(Saved entries)
○ ○ ○ ○ ○

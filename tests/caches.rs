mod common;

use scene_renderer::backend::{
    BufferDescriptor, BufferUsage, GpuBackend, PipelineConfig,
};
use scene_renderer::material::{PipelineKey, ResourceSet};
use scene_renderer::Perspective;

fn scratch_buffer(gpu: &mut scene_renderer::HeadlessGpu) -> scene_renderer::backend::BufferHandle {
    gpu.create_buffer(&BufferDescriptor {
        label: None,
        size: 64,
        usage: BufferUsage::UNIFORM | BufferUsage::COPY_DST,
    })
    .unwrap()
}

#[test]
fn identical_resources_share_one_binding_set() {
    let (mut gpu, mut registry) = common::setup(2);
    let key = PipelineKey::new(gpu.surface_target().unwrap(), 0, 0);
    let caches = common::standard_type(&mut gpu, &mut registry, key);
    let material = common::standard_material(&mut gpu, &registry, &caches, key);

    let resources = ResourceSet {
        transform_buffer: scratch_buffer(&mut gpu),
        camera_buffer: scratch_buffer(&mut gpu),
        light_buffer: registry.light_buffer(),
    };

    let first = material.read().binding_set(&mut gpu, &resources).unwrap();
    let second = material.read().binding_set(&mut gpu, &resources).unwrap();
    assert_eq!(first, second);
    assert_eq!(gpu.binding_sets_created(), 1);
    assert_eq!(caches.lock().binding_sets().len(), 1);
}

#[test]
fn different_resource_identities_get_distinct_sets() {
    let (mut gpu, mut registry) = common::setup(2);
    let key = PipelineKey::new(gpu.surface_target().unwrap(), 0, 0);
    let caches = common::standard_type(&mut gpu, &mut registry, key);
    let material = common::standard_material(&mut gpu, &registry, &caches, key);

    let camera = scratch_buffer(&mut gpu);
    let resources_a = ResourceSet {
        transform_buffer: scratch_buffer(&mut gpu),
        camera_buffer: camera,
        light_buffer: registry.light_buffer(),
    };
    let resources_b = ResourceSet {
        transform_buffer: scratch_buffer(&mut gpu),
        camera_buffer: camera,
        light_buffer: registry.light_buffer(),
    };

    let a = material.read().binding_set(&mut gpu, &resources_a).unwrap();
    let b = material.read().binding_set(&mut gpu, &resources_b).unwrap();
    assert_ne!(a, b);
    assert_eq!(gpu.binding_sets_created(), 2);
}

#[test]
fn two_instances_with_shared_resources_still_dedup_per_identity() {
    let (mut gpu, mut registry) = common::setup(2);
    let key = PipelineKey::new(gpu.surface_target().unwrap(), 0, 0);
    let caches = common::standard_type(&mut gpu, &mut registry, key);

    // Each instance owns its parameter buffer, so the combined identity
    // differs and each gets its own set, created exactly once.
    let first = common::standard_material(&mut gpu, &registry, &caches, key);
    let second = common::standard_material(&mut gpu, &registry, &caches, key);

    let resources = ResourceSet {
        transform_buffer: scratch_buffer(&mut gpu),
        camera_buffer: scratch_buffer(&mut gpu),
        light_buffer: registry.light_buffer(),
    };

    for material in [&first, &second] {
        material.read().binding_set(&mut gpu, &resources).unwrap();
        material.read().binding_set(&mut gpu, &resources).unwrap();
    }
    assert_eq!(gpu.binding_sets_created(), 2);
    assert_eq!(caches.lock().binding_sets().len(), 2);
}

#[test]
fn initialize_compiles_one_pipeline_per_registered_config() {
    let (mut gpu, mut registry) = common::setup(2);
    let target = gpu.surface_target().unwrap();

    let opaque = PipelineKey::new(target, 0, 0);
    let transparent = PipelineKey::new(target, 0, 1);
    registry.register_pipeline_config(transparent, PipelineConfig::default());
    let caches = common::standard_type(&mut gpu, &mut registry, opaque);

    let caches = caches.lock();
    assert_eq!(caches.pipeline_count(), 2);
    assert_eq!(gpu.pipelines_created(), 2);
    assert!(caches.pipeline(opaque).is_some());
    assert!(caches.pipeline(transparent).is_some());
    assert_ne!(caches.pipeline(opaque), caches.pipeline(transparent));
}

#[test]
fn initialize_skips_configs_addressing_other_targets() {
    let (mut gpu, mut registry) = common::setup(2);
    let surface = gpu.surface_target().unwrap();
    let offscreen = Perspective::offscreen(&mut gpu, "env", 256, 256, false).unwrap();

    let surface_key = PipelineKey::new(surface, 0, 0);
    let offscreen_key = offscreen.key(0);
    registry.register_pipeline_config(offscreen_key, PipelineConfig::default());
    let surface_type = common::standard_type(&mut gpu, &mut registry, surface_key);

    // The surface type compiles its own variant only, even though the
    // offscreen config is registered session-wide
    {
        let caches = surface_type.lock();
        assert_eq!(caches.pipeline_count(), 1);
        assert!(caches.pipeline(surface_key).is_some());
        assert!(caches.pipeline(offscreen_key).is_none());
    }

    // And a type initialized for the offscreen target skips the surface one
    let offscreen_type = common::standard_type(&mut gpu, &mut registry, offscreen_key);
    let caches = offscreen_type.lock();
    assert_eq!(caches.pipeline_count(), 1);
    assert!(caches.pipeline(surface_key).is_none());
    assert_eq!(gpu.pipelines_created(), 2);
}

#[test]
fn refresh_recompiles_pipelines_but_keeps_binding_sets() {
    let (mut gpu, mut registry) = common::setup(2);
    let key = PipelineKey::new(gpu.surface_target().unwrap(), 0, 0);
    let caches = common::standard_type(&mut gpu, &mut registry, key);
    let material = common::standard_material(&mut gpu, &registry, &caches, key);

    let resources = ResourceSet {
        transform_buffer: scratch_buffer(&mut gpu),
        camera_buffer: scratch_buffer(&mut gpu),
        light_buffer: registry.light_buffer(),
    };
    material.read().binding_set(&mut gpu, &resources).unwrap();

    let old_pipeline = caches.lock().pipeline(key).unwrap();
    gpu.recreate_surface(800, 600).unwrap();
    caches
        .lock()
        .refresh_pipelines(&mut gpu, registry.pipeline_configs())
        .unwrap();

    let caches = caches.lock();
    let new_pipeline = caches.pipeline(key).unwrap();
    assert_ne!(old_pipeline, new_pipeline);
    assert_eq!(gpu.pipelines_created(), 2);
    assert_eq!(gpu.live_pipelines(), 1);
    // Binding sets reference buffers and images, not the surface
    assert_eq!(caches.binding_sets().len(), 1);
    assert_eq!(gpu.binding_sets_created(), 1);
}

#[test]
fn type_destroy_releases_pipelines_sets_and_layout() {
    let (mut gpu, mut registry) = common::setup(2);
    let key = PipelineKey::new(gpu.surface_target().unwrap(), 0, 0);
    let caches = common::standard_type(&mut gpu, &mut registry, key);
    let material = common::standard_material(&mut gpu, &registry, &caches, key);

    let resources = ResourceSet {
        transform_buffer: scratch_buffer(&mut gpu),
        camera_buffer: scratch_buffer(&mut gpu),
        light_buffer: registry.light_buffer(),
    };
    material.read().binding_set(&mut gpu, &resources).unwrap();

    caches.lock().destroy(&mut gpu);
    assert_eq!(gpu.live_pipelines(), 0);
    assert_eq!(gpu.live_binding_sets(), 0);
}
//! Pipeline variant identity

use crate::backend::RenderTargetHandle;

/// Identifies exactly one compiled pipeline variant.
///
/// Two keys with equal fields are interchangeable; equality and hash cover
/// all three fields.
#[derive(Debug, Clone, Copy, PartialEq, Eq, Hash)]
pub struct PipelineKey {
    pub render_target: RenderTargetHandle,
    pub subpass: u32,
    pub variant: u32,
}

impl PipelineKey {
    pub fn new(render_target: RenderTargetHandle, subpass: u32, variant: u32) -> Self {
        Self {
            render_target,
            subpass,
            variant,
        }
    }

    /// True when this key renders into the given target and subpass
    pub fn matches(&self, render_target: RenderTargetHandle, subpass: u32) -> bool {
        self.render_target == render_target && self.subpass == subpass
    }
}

○ ○ ○ ○ ○

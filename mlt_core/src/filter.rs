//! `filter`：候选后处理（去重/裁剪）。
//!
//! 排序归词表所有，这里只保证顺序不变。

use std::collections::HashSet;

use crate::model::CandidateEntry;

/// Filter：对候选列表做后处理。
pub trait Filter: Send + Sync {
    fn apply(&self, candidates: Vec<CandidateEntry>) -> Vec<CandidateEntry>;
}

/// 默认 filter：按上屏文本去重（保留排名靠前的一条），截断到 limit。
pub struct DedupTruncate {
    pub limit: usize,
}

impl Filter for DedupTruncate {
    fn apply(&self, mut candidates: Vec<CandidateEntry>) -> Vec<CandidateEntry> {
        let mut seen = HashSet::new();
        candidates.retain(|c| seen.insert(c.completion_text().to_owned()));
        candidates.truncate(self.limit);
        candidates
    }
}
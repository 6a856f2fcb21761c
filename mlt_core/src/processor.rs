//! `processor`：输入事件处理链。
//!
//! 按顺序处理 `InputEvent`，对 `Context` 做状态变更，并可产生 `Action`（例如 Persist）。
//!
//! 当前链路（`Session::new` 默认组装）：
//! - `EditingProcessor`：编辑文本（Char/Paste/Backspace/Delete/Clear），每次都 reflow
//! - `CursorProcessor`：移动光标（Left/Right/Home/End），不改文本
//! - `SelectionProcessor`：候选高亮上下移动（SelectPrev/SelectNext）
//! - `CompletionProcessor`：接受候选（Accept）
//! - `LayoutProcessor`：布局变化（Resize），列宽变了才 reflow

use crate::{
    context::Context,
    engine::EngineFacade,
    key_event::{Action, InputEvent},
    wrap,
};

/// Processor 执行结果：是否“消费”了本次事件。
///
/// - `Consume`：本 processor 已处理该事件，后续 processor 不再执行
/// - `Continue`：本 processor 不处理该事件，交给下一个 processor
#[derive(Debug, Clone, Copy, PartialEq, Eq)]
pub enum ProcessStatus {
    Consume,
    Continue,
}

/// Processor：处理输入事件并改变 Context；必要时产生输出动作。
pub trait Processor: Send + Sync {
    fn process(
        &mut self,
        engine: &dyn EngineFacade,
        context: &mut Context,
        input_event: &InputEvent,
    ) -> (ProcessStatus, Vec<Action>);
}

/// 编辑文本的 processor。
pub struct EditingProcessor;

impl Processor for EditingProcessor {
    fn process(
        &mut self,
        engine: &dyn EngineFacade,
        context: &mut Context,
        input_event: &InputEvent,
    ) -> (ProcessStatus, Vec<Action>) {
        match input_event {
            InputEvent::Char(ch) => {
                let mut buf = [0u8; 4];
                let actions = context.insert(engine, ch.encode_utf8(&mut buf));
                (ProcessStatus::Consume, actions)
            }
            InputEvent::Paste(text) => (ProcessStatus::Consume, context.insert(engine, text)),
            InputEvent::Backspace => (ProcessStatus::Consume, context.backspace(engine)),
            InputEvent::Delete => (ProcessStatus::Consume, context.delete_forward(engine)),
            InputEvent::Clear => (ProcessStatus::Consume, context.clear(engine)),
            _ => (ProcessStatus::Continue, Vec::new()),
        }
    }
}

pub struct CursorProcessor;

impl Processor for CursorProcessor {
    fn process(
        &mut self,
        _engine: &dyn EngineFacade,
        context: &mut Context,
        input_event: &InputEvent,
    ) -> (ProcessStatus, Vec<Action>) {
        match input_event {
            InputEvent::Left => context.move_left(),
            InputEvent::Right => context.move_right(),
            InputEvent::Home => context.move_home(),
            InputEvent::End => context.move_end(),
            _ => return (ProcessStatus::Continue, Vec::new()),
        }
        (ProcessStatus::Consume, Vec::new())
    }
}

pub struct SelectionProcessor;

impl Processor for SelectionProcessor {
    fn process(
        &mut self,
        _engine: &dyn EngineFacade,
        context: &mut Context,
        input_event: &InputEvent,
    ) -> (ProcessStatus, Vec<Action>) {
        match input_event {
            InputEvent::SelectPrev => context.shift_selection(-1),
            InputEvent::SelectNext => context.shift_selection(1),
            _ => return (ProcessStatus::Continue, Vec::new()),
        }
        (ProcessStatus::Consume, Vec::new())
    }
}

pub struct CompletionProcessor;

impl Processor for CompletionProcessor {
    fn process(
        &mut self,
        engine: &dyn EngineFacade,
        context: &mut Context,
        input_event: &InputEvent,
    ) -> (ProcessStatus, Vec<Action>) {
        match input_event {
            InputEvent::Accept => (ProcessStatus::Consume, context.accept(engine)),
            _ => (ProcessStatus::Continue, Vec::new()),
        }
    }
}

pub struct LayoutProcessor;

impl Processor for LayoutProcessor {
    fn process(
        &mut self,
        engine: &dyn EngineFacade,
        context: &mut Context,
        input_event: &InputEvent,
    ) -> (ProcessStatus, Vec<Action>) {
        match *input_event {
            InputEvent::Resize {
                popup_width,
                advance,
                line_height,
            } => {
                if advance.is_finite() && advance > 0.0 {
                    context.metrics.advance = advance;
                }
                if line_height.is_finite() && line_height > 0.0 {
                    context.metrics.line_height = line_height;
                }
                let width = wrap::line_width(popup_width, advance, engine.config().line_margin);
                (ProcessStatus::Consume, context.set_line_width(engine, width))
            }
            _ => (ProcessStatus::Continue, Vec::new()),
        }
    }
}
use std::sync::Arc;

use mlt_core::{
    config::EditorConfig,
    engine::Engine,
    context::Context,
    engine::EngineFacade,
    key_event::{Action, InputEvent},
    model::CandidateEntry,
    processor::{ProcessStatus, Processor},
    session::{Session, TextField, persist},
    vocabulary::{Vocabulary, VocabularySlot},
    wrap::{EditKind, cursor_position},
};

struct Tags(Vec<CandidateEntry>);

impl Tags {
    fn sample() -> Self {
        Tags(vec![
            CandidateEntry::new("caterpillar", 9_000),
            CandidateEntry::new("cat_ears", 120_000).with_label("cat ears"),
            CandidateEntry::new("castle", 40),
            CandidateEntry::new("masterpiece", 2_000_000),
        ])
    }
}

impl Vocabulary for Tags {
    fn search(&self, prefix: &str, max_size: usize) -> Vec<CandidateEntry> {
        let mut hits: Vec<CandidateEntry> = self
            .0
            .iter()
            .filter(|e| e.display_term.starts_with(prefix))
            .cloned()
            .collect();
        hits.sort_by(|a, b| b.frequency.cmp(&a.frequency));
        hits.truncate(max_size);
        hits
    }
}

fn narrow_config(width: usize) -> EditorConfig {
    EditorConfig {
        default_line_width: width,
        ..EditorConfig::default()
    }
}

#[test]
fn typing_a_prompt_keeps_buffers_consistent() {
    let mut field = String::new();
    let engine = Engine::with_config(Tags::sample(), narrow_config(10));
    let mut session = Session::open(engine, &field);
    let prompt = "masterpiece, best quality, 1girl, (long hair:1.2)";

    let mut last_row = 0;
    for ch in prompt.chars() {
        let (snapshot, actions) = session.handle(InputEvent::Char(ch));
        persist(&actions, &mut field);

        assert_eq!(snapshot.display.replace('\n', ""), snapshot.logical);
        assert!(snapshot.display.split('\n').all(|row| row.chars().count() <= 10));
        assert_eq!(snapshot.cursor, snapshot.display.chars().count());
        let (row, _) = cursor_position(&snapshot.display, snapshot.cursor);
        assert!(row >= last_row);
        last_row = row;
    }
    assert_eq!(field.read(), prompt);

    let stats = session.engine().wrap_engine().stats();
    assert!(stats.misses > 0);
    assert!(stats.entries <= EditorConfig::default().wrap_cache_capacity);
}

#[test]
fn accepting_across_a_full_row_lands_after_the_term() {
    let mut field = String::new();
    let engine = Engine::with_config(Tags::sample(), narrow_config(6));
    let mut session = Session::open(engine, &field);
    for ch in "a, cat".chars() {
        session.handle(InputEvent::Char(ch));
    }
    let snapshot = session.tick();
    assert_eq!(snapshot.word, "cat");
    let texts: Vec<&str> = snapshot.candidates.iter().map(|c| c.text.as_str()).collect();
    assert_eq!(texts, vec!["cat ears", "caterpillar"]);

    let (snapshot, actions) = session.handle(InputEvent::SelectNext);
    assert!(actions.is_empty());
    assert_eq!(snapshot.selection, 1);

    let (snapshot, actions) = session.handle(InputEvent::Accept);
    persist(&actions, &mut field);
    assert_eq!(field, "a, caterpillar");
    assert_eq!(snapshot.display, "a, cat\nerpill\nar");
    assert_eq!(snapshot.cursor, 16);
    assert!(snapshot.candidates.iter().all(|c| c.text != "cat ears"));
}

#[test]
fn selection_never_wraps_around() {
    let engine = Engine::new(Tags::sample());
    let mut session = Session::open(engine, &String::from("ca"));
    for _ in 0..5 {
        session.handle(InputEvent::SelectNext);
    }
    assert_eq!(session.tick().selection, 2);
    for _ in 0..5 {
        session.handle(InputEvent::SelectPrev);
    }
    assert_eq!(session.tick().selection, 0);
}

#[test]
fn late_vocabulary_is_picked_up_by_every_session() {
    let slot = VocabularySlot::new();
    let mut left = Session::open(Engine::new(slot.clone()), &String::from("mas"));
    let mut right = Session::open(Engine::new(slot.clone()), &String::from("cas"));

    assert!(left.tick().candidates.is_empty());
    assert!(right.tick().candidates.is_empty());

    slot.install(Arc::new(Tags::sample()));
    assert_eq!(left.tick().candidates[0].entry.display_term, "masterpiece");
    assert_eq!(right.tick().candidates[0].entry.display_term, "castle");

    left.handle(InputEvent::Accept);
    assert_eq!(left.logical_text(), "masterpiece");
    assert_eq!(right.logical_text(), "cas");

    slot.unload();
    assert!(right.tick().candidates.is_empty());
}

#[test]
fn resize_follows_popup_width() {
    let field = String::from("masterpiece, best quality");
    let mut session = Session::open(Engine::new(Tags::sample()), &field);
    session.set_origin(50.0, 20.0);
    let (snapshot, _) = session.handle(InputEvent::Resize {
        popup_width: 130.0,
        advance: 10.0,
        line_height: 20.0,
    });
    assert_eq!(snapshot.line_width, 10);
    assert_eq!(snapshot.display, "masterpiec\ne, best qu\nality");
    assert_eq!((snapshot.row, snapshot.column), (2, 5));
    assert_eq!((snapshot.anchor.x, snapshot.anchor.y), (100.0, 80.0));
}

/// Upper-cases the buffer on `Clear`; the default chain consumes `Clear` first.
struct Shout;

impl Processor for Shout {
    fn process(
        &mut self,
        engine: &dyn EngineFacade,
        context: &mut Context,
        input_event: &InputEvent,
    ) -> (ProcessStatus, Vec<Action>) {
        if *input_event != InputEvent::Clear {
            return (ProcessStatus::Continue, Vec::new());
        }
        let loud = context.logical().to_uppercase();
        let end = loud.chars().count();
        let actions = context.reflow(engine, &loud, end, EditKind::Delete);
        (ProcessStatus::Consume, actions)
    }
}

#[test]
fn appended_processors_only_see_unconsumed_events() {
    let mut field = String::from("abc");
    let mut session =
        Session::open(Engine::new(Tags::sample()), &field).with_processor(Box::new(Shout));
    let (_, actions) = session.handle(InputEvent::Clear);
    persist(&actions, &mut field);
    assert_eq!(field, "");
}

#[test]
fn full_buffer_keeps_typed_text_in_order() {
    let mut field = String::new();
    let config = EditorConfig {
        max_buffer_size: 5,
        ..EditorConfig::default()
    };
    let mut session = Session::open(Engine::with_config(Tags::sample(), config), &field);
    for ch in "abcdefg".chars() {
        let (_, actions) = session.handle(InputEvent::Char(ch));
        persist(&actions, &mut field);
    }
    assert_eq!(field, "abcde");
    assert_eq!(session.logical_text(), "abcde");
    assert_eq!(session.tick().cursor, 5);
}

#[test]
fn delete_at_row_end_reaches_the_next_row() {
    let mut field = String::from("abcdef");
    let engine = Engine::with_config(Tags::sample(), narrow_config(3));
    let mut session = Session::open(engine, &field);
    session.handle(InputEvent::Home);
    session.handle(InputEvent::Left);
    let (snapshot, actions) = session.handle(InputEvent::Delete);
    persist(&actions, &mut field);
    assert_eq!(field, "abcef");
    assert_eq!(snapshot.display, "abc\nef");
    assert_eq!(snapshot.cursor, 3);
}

○ ○ ○ ○ ○

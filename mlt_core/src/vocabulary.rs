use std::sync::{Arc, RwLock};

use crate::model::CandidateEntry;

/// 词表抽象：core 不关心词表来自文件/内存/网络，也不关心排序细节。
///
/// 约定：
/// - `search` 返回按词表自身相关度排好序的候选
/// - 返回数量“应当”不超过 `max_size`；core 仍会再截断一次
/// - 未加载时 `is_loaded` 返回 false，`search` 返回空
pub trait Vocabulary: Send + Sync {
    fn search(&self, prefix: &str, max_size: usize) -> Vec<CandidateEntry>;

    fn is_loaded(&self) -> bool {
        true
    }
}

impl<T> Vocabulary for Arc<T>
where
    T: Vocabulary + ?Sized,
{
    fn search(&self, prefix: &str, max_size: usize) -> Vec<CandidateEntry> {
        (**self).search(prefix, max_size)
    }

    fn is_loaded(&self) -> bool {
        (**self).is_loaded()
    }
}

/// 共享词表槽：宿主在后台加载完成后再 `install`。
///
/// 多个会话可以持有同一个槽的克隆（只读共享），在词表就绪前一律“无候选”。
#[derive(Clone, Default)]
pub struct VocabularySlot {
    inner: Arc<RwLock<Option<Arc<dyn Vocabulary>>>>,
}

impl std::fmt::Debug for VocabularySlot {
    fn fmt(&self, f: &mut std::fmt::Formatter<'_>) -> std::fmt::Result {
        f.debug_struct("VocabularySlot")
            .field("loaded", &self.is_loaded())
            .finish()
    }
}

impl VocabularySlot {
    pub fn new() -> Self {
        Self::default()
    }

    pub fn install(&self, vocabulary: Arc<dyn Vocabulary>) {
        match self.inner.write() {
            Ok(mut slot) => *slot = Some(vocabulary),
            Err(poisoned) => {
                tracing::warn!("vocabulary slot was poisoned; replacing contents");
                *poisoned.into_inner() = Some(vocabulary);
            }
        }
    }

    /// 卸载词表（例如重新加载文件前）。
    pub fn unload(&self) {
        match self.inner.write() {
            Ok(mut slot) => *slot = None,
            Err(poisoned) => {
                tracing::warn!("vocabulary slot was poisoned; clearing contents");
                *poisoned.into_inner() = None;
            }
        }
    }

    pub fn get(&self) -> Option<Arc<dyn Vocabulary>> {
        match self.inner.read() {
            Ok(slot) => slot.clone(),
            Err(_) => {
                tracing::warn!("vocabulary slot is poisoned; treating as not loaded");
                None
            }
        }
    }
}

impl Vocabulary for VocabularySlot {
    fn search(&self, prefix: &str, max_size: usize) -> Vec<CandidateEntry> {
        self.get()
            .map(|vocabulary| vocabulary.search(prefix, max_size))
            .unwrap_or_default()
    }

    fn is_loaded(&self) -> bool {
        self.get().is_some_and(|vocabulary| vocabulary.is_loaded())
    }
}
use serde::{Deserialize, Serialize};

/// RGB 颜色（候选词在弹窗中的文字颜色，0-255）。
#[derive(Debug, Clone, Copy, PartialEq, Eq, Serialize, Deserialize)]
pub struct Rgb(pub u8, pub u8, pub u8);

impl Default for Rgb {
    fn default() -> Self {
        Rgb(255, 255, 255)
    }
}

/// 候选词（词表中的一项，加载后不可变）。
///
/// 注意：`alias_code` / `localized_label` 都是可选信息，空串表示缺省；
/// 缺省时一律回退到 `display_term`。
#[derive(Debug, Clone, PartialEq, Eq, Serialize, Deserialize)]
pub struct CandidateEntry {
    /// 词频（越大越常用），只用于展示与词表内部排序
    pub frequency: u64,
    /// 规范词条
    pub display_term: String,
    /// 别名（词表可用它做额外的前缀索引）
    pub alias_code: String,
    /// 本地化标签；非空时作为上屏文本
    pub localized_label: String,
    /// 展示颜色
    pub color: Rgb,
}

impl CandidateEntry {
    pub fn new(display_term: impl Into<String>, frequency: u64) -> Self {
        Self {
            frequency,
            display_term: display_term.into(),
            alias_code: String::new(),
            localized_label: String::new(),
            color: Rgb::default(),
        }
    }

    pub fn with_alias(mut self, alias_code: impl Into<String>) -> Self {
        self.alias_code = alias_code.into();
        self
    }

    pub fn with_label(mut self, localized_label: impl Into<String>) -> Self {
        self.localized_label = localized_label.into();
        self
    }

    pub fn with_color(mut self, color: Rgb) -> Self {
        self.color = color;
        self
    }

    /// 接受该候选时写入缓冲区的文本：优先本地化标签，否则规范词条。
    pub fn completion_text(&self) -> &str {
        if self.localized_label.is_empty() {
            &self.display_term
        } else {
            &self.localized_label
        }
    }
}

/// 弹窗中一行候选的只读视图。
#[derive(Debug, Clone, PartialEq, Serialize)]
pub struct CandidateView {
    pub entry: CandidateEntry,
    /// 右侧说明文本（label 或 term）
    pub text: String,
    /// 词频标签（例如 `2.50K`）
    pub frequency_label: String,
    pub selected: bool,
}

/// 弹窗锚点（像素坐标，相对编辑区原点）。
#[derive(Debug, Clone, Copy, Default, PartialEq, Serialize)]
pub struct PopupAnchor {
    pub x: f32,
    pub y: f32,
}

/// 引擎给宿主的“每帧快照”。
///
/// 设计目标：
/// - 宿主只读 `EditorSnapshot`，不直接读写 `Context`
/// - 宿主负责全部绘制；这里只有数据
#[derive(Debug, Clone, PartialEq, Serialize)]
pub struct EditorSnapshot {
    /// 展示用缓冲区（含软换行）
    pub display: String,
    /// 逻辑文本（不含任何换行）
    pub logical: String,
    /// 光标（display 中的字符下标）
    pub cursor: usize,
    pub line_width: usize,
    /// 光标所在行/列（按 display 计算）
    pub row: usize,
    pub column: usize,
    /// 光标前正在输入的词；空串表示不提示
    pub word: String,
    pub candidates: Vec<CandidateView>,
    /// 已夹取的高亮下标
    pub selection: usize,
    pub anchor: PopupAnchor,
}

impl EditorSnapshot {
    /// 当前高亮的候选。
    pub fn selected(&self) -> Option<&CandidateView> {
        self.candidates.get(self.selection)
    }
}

○ ○ ○ ○ ○

* WHAT IS NEEDED
Some lines above hold the word "CompletionProcessor". Copy all of them.

* ANSWER SECTION
//! - `CompletionProcessor`：接受候选（Accept）
pub struct CompletionProcessor;
impl Processor for CompletionProcessor {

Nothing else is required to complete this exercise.